1 Becky July 26, 2009 at 10:29 am

Beautiful pics! This might be my favorite Photo Sunday yet!

Reply

2 Adam Shake July 26, 2009 at 11:02 am

Thank you Becky!

Reply

3 Wendy July 27, 2009 at 12:15 am

Loved the photos and Albert Stroud’s words. I couldn’t believe this was written in 1917, those words could’ve been written last week! I always look forward to Photo Sunday and, once again, was not disappointed!

Reply

4 Adam Shake July 27, 2009 at 5:54 am

Hi Wendy,

I was hoping that people would notice the irony of the poem. It just goes to show that even as early as the turn of the century, people knew that that we were not only linked with nature, but that to lose that link would bring personal and financial problems.

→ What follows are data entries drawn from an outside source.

fn install_acroform(document: &mut Document, fields: Vec<Object>) -> Result<(), FormError> {
    let mut font = Dictionary::new();
    font.set("Type", name("Font"));
    font.set("Subtype", name("Type1"));
    font.set("BaseFont", name("Helvetica"));
    font.set("Encoding", name("WinAnsiEncoding"));
    let font_id = document.add_object(font);

    let mut fonts = Dictionary::new();
    fonts.set(FIELD_FONT, Object::Reference(font_id));
    let mut resources = Dictionary::new();
    resources.set("Font", Object::Dictionary(fonts));

    let mut form = Dictionary::new();
    form.set("Fields", Object::Array(fields));
    form.set("NeedAppearances", Object::Boolean(false));
    form.set("DR", Object::Dictionary(resources));
    form.set(
        "DA",
        Object::string_literal(format!("/{FIELD_FONT} 0 Tf 0 g")),
    );
    let form_id = document.add_object(form);

    let catalog_id = catalog_id(document)?;
    document
        .get_object_mut(catalog_id)?
        .as_dict_mut()?
        .set("AcroForm", Object::Reference(form_id));
    Ok(())
}

fn resolve<'a>(document: &'a Document, object: &'a Object) -> Result<&'a Object, FormError> {
    match object {
        Object::Reference(id) => Ok(document.get_object(*id)?),
        other => Ok(other),
    }
}

fn field_ids(document: &Document) -> Result<Vec<ObjectId>, FormError> {
    let catalog = document.get_dictionary(catalog_id(document)?)?;
    let form = match catalog.get(b"AcroForm") {
        Ok(form) => resolve(document, form)?.as_dict()?,
        Err(_) => return Ok(Vec::new()),
    };
    let fields = resolve(document, form.get(b"Fields")?)?.as_array()?;
    Ok(fields
        .iter()
        .filter_map(|field| field.as_reference().ok())
        .collect())
}

fn field_name(field: &Dictionary) -> Option<String> {
    match field.get(b"T") {
        Ok(Object::String(bytes, _)) => Some(decode_text_string(bytes)),
        _ => None,
    }
}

Thank you for your comment, and your compliment!

Adam

Reply

5 Christopher Gabriel August 1, 2009 at 12:18 pm

This was spectacular, Adam. While brevity is not my strong-suit, there’s nothing else I can say that sums up my reaction to your Photo Sunday more than this.

Spectacular.

CG

Reply

6 Adam Shake August 1, 2009 at 2:17 pm

Thank you Christopher. I recently read that one of the reasons that we enjoy outdoor photography so much is because we spend so much time in our homes, cars and offices. Seeing scenes from nature, or a simpler time, helps relieve some of the unnatural pressure within our souls, that results from living lives that our bodies and minds were not originally meant to live.

I’m glad you enjoy, I sure do.

Reply

7 Christopher Gabriel August 2, 2009 at 6:44 pm

The thing about many of your Photo Sundays is this: You capture a feeling, not just a locale or concept. You make the viewer want to go there… Put another way, that’s the essence of great theatre. Having spent a quarter-century on stage, that’s what we do in a play. Making a person step into our world for two to three hours and make a journey with us.

Photo Sunday compels us, each week, to make the journey with you. You tell a story through pictures and words and it never fails to entertain and move us.

That’s not easy to do, and you do it on a weekly basis. Bravo. :-)

CG

Reply

8 Adam Shake August 2, 2009 at 8:08 pm

Thank you Christopher,

I always enjoy when you comment, because you treat me so well! -laugh- What would appear to be a quick article with 8 or 10 photo’s, actually turns into 3 hours of looking at hundreds of photos. But each one of the photos I pick, are by no means random. I really only choose the ones that “speak” to me through their color, texture, backgrounds… My wife (Hippy Chick) has an amazing eye for color, design and texture. (in both art and music. She is the talented one in the family) but she’s taught me to look past the obviouse to see the hidden beauty in things.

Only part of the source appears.